Is has_child (parent/child) the best strategy for my use-case involving products and inventory?


(Ben Hirsch) #1

We are considering using Elastic Search for an upcoming project. I have
done quite a bit of research on the API and am curious about a few things
as they relate to a specific but very necessary use-case for the project.
If we cannot satisy this use-case I do not think ES will be right for us.

My research has led to me to using a parent/child relationship and the
has_child query (I also looked at the 'nested' and 'inner object'). But I
am not sure if this is the best approach as I am still wrapping my head
around how to best strategize for Elastic Search and denormalize my data.
We currently have a relational database in place and are planning on
setting up Elastic Search to run along-side this DB as our search
repository.

The use-case is as follows:

  • We are storing product information (300,000+ products) as type 'product'.
  • We are also storing inventory data for 20,000+ retailers.
  • Each product has a set of UPCs and each retailer has a list of UPCs they
    carry along with the quantities in stock.
  • The 'product_retailers' type stores ALL of the retailers who carry the
    parent product.
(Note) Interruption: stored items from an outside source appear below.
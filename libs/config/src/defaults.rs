//! Default configuration values
//!
//! Used by [`BridgeConfig::default`](crate::BridgeConfig) and as the base layer
//! beneath configuration files and environment overrides.

/// Process identity used when none is configured
pub const NODE_ID: &str = "bridge";

/// Loopback endpoint shared by both sides by default
pub const SOCKET_ADDRESS: &str = "127.0.0.1:7878";

/// Shared directory both processes can reach
pub const MAILBOX_ROOT: &str = "/tmp/signal-bridge/mailbox";

/// Heartbeat cadence (milliseconds)
pub const HEARTBEAT_INTERVAL_MS: u64 = 1_000;

/// How long a sender waits for a Confirmation (milliseconds)
pub const ACK_DEADLINE_MS: u64 = 5_000;

/// Mailbox lock acquisition budget (milliseconds)
pub const LOCK_TIMEOUT_MS: u64 = 250;

/// Link timeouts
pub const CONNECT_TIMEOUT_MS: u64 = 500;
pub const IO_TIMEOUT_MS: u64 = 500;

/// Missed heartbeat intervals before the peer is declared unreachable
pub const HEARTBEAT_GRACE: u32 = 3;

/// Socket silence after the peer is declared unreachable (milliseconds)
pub const PEER_COOLDOWN_MS: u64 = 5_000;

/// Mailbox scan cadence (milliseconds)
pub const MAILBOX_POLL_MS: u64 = 50;

/// Mailbox lock contention handling
pub const LOCK_RETRY_LIMIT: u32 = 3;
pub const LOCK_BACKOFF_MS: u64 = 25;

/// Largest accepted socket frame (bytes)
pub const MAX_FRAME_BYTES: usize = 1024 * 1024;

/// Remembered sequence ids per origin for duplicate suppression
pub const DEDUP_WINDOW: usize = 4_096;
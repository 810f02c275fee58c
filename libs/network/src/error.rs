//! Transport Error Types
//!
//! Failures of the framed socket channel. Every variant either tears the
//! connection down or is reported before any bytes reach the wire.

use std::net::SocketAddr;
use thiserror::Error;

/// Socket transport error
#[derive(Error, Debug)]
pub enum TransportError {
    /// Send attempted while the channel is not in the Connected state
    #[error("Not connected")]
    NotConnected,

    /// Connection establishment or management errors
    #[error("Connection error: {message} (remote: {remote_addr:?})")]
    Connection {
        message: String,
        remote_addr: Option<SocketAddr>,
        #[source]
        source: Option<std::io::Error>,
    },

    /// Operation exceeded its deadline
    #[error("Timeout error: {operation} exceeded {timeout_ms}ms")]
    Timeout { operation: String, timeout_ms: u64 },

    /// Frame length above the configured maximum
    #[error("Frame of {size} bytes exceeds maximum {limit}")]
    FrameTooLarge { size: usize, limit: usize },

    /// Peer closed the stream
    #[error("Connection closed by peer")]
    Closed,

    /// Configuration errors
    #[error("Configuration error: {message}")]
    Configuration {
        message: String,
        field: Option<String>,
    },

    /// Generic I/O errors
    #[error("I/O error: {message}")]
    Io {
        message: String,
        #[source]
        source: std::io::Error,
    },
}

/// Result type alias for transport operations
pub type Result<T> = std::result::Result<T, TransportError>;

impl TransportError {
    /// Create a connection error with source
    pub fn connection_with_source(
        message: impl Into<String>,
        remote_addr: Option<SocketAddr>,
        source: std::io::Error,
    ) -> Self {
        Self::Connection {
            message: message.into(),
            remote_addr,
            source: Some(source),
        }
    }

    /// Create a timeout error
    pub fn timeout(operation: impl Into<String>, timeout_ms: u64) -> Self {
        Self::Timeout {
            operation: operation.into(),
            timeout_ms,
        }
    }

    pub fn frame_too_large(size: usize, limit: usize) -> Self {
        Self::FrameTooLarge { size, limit }
    }

    /// Create a configuration error
    pub fn configuration(message: impl Into<String>, field: Option<&str>) -> Self {
        Self::Configuration {
            message: message.into(),
            field: field.map(|s| s.to_string()),
        }
    }

    /// Create an I/O error with context
    pub fn io(message: impl Into<String>, source: std::io::Error) -> Self {
        Self::Io {
            message: message.into(),
            source,
        }
    }

    /// Check if a later attempt on a fresh connection may succeed
    pub fn is_transient(&self) -> bool {
        matches!(
            self,
            TransportError::NotConnected
                | TransportError::Connection { .. }
                | TransportError::Timeout { .. }
                | TransportError::Closed
                | TransportError::Io { .. }
        )
    }

    /// Get error category for logging and stats
    pub fn category(&self) -> &'static str {
        match self {
            TransportError::NotConnected => "not_connected",
            TransportError::Connection { .. } => "connection",
            TransportError::Timeout { .. } => "timeout",
            TransportError::FrameTooLarge { .. } => "frame_too_large",
            TransportError::Closed => "closed",
            TransportError::Configuration { .. } => "configuration",
            TransportError::Io { .. } => "io",
        }
    }
}
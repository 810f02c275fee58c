//! Four-bucket directory mailbox
//!
//! ```text
//! <root>/
//!   .lock
//!   incoming/    complete entries waiting for the receiver
//!   processing/  claimed by exactly one receiver
//!   confirmed/   handled successfully (terminal)
//!   failed/      rejected, with a <name>.reason sidecar (terminal)
//! ```
//!
//! Entries move between buckets only by rename. Writers stage a hidden temp
//! file and rename it into `incoming`, so a reader never observes a partial
//! entry. Claims rename under the store lock, so two receivers never own the
//! same entry. Terminal entries are kept as an audit trail.

use crate::entry::{Bucket, ClaimedEntry, EntryName, ENTRY_SUFFIX};
use crate::error::{MailboxError, Result};
use crate::lock::{LockMode, StoreLock};
use std::io::ErrorKind;
use std::path::{Path, PathBuf};
use std::time::Duration;
use tokio::fs;
use tokio::io::AsyncWriteExt;
use tracing::{debug, info, warn};

/// Name of the lock file under the mailbox root
pub const LOCK_FILE_NAME: &str = ".lock";

/// Longest reason text written to a sidecar
const MAX_REASON_LEN: usize = 512;

/// Shared-directory message store
#[derive(Debug)]
pub struct Mailbox {
    root: PathBuf,
    lock: StoreLock,
    lock_timeout: Duration,
}

impl Mailbox {
    /// Open the mailbox, creating the bucket directories if needed
    pub async fn open(root: impl Into<PathBuf>, lock_timeout: Duration) -> Result<Self> {
        let root = root.into();
        for bucket in Bucket::ALL {
            let dir = root.join(bucket.dir_name());
            fs::create_dir_all(&dir)
                .await
                .map_err(|e| MailboxError::io("create bucket directory", &dir, e))?;
        }

        let lock = StoreLock::new(root.join(LOCK_FILE_NAME));
        info!(root = %root.display(), "Mailbox opened");
        Ok(Self {
            root,
            lock,
            lock_timeout,
        })
    }

    pub fn root(&self) -> &Path {
        &self.root
    }

    pub fn lock_mode(&self) -> LockMode {
        self.lock.mode()
    }

    pub fn lock_timeout(&self) -> Duration {
        self.lock_timeout
    }

    fn bucket_dir(&self, bucket: Bucket) -> PathBuf {
        self.root.join(bucket.dir_name())
    }

    fn entry_path(&self, bucket: Bucket, name: &EntryName) -> PathBuf {
        self.bucket_dir(bucket).join(name.file_name())
    }

    /// Publish an encoded message into `incoming`
    ///
    /// The bytes are staged and synced before the lock is taken; only the
    /// rename happens under the lock. On [`MailboxError::LockTimeout`] the
    /// staged file is removed and nothing becomes visible.
    pub async fn deposit(&self, origin: &str, sequence_id: u64, bytes: &[u8]) -> Result<EntryName> {
        let name = EntryName::new(origin, sequence_id)?;
        let incoming = self.bucket_dir(Bucket::Incoming);
        let temp_path = incoming.join(name.temp_file_name());
        let final_path = incoming.join(name.file_name());

        if let Err(e) = write_synced(&temp_path, bytes).await {
            let _ = fs::remove_file(&temp_path).await;
            return Err(e);
        }

        let guard = match self.lock.acquire(self.lock_timeout).await {
            Ok(guard) => guard,
            Err(e) => {
                let _ = fs::remove_file(&temp_path).await;
                return Err(e);
            }
        };
        let renamed = fs::rename(&temp_path, &final_path).await;
        drop(guard);

        if let Err(e) = renamed {
            let _ = fs::remove_file(&temp_path).await;
            return Err(MailboxError::io("publish entry", &final_path, e));
        }

        debug!(entry = %name, bytes = bytes.len(), "Mailbox entry deposited");
        Ok(name)
    }

    /// Move the oldest eligible entry into `processing` and read it
    ///
    /// Entries whose origin is `exclude_origin` (this process's own outbound
    /// entries) are left for the peer. An entry that cannot be read once
    /// claimed is archived under `failed` before the error is returned.
    pub async fn claim(&self, exclude_origin: &str) -> Result<Option<ClaimedEntry>> {
        let guard = self.lock.acquire(self.lock_timeout).await?;
        let claimed = self.claim_locked(exclude_origin).await;
        drop(guard);

        let Some((name, path)) = claimed? else {
            return Ok(None);
        };

        let bytes = match fs::read(&path).await {
            Ok(bytes) => bytes,
            Err(e) => {
                // Already out of incoming; park it where it cannot be lost
                let reason = format!("read failed: {}", e);
                if let Err(archive) = self.archive_failed(&name, &path, &reason).await {
                    warn!(entry = %name, error = %archive, "Unreadable entry left in processing");
                }
                return Err(MailboxError::io("read claimed entry", &path, e));
            }
        };

        debug!(entry = %name, bytes = bytes.len(), "Mailbox entry claimed");
        Ok(Some(ClaimedEntry { name, path, bytes }))
    }

    async fn claim_locked(&self, exclude_origin: &str) -> Result<Option<(EntryName, PathBuf)>> {
        let candidates = self.scan(Bucket::Incoming).await?;

        for name in candidates.into_iter().filter(|n| n.origin() != exclude_origin) {
            let from = self.entry_path(Bucket::Incoming, &name);
            let to = self.entry_path(Bucket::Processing, &name);
            match fs::rename(&from, &to).await {
                Ok(()) => return Ok(Some((name, to))),
                // Lost a race with a receiver that does not honor the lock
                Err(e) if e.kind() == ErrorKind::NotFound => continue,
                Err(e) => return Err(MailboxError::io("claim entry", &from, e)),
            }
        }
        Ok(None)
    }

    /// Archive a handled entry under `confirmed`
    pub async fn confirm(&self, entry: &ClaimedEntry) -> Result<()> {
        let to = self.entry_path(Bucket::Confirmed, &entry.name);
        fs::rename(&entry.path, &to)
            .await
            .map_err(|e| MailboxError::io("confirm entry", &entry.path, e))?;
        debug!(entry = %entry.name, "Mailbox entry confirmed");
        Ok(())
    }

    /// Archive a rejected entry under `failed` with a reason sidecar
    pub async fn fail(&self, entry: &ClaimedEntry, reason: &str) -> Result<()> {
        self.archive_failed(&entry.name, &entry.path, reason).await
    }

    async fn archive_failed(&self, name: &EntryName, from: &Path, reason: &str) -> Result<()> {
        let to = self.entry_path(Bucket::Failed, name);
        fs::rename(from, &to)
            .await
            .map_err(|e| MailboxError::io("fail entry", from, e))?;

        let reason_path = self.bucket_dir(Bucket::Failed).join(name.reason_file_name());
        let mut text = sanitize_reason(reason);
        text.push('\n');
        if let Err(e) = write_synced(&reason_path, text.as_bytes()).await {
            // The entry itself is archived; a missing sidecar only loses detail
            warn!(entry = %name, "Failed to write failure reason: {}", e);
        }

        warn!(entry = %name, reason, "Mailbox entry failed");
        Ok(())
    }

    /// Return entries orphaned in `processing` by a crashed receiver
    ///
    /// Orphans from origins other than `exclude_origin` go back to `incoming`.
    /// An orphan whose name is already archived is moved to `failed` as a
    /// duplicate instead of being delivered twice. Returns the number of
    /// entries moved back to `incoming`.
    pub async fn recover_orphans(&self, exclude_origin: &str) -> Result<usize> {
        let guard = self.lock.acquire(self.lock_timeout).await?;
        let orphans = self.scan(Bucket::Processing).await?;
        let mut recovered = 0;

        for name in orphans.into_iter().filter(|n| n.origin() != exclude_origin) {
            let from = self.entry_path(Bucket::Processing, &name);

            let mut archived = false;
            for bucket in Bucket::ALL.into_iter().filter(Bucket::is_terminal) {
                if path_exists(&self.entry_path(bucket, &name)).await {
                    archived = true;
                    break;
                }
            }
            if archived {
                self.archive_failed(&name, &from, "orphan duplicate of an archived entry")
                    .await?;
                continue;
            }

            let to = self.entry_path(Bucket::Incoming, &name);
            match fs::rename(&from, &to).await {
                Ok(()) => {
                    info!(entry = %name, "Recovered orphaned mailbox entry");
                    recovered += 1;
                }
                Err(e) if e.kind() == ErrorKind::NotFound => continue,
                Err(e) => return Err(MailboxError::io("recover entry", &from, e)),
            }
        }
        drop(guard);

        Ok(recovered)
    }

    /// Entry names in a bucket, in claim order
    pub async fn list(&self, bucket: Bucket) -> Result<Vec<EntryName>> {
        self.scan(bucket).await
    }

    pub async fn count(&self, bucket: Bucket) -> Result<usize> {
        Ok(self.scan(bucket).await?.len())
    }

    /// Failure reason recorded for an entry in `failed`, if any
    pub async fn failure_reason(&self, name: &EntryName) -> Result<Option<String>> {
        let path = self.bucket_dir(Bucket::Failed).join(name.reason_file_name());
        match fs::read_to_string(&path).await {
            Ok(text) => Ok(Some(text.trim_end().to_string())),
            Err(e) if e.kind() == ErrorKind::NotFound => Ok(None),
            Err(e) => Err(MailboxError::io("read failure reason", &path, e)),
        }
    }

    /// Complete entries in a bucket, sorted; temp files and sidecars are skipped
    async fn scan(&self, bucket: Bucket) -> Result<Vec<EntryName>> {
        let dir = self.bucket_dir(bucket);
        let mut reader = fs::read_dir(&dir)
            .await
            .map_err(|e| MailboxError::io("scan bucket", &dir, e))?;

        let mut names = Vec::new();
        while let Some(item) = reader
            .next_entry()
            .await
            .map_err(|e| MailboxError::io("scan bucket", &dir, e))?
        {
            let file_name = item.file_name();
            let Some(file_name) = file_name.to_str() else {
                continue;
            };
            if file_name.starts_with('.') || !file_name.ends_with(ENTRY_SUFFIX) {
                continue;
            }
            match EntryName::parse(file_name) {
                Ok(name) => names.push(name),
                Err(e) => debug!(bucket = %bucket, "Ignoring foreign file: {}", e),
            }
        }

        names.sort_by(|a, b| a.file_name().cmp(&b.file_name()));
        Ok(names)
    }
}

async fn write_synced(path: &Path, bytes: &[u8]) -> Result<()> {
    let mut file = fs::File::create(path)
        .await
        .map_err(|e| MailboxError::io("create file", path, e))?;
    file.write_all(bytes)
        .await
        .map_err(|e| MailboxError::io("write file", path, e))?;
    file.sync_all()
        .await
        .map_err(|e| MailboxError::io("sync file", path, e))?;
    Ok(())
}

async fn path_exists(path: &Path) -> bool {
    fs::try_exists(path).await.unwrap_or(false)
}

/// Single line, printable, bounded
fn sanitize_reason(reason: &str) -> String {
    let mut text: String = reason
        .chars()
        .map(|c| if c.is_control() { ' ' } else { c })
        .collect();
    if text.len() > MAX_REASON_LEN {
        let mut cut = MAX_REASON_LEN;
        while !text.is_char_boundary(cut) {
            cut -= 1;
        }
        text.truncate(cut);
    }
    text
}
This will be re-indexed very often (at least once an hour
    for each product)
  • The document model I am proposing we use:

$ curl -XPUT 'http://localhost:9200/products/product/1' -d '{
{
'name' : 'Foo',
'description' : 'Bar...',
...
}'

$ curl -XPUT 'http://localhost:9200/products/product_retailers/_mapping' -d
'
{
{
"product_retailers":{
"_parent":{
"type" : "product"
}
}
}
}'

$ curl -XPUT 'http://localhost:9200/products/product_retailers/?parent=1'
-d '
{
{
"id" : 888, // the retailer id
"upcs" : {

 {
 "code" : 123456789012,
 "quantity" : 22
 },
 {
 "code" : 123456789013,
 "quantity" : 19
 },
 {
 "code" : 123456789014,
 "quantity" : 27
 },

 ...
}

},
{
"id" : 889, // the retailer id
"upcs" : {

 {
 "code" : 123456789012,
 "quantity" : 11
 },
 {
 "code" : 123456789013,
 "quantity" : 2
 },
 {
 "code" : 123456789014,
 "quantity" : 1
 },

 ...
}

}
}'

  • We need to be able to filter product results (based on keyword matches)
    filtered against a set of retailer IDs for whom have the product in stock.
  • Another way to put it, given a list of retailer ids and a search
    keyphrase we need to be able to return matching products.
  • A huge bonus would be to ALSO include the data about the matching
    retailers in the result set.

Is this even possible with ES? Am I going about modeling my data correctly
so that it can scale well to the quantity of items we are storing.

--
You received this message because you are subscribed to the Google Groups "elasticsearch" group.
To unsubscribe from this group and stop receiving emails from it, send an email to elasticsearch+unsubscribe@googlegroups.com.
To view this discussion on the web visit https://groups.google.com/d/msgid/elasticsearch/bd2d9424-af9b-442f-9a30-919a250133f9%40googlegroups.com.
For more options, visit https://groups.google.com/groups/opt_out.


(Michael Sokolov) #2

Ben, this is a difficult use case for the Lucene index on which ES is
built, because in essence you have two primary objects of interest, and a
relationship between them.

The parent/child relation is useful if you have a (document) tree, so you
could use it to relate products and upcs, I think but in this instance you
also have a many-many from retailer to product (and upc), and the
parent/child thing won't help you there.

We have a similar problem in my company with access control to documents.
Our customers acquire access to documents: we have a lot of documents and a
lot of customers (although many fewer than documents), and we want
customers to be able to search only for products they have access to.
We're only filtering on a single customer, where you want to use a set, but
the principle is similar.

The usual approach to denormalizing, and what we have been doing is to
build queries using all the product ids the customer has access to, but
this can only scale up to about 1000 products per customer since the
queries get too many terms and slow down eventually. The only reason we
were able to do this up until now is that many of our sites have a small
number of huge products that have lots of documents in them. But now we
are getting sites with a lot of medium-sized products, and we are having
queries blow up with too many terms.

Then we thought well we'll denormalize by indexing the customer access
relation in with the document: basically tag every product document with
the customers that have it. This works great for search since you only need
a single query term per customer, but places a huge burden on the indexer,
which becomes complex and has to do a lot more updates. Especially if you
are going to index every hour, there will presumably be a lot of change,
although possibly incremental? We haven't actually tried this in
production, but I have been doing some calculations and I think the
indexing cost will be prohibitive. The answer is hard to be definite about
because it is highly dependent on the distribution of the data. But this
is the most natural answer for a search index like Lucene/ES.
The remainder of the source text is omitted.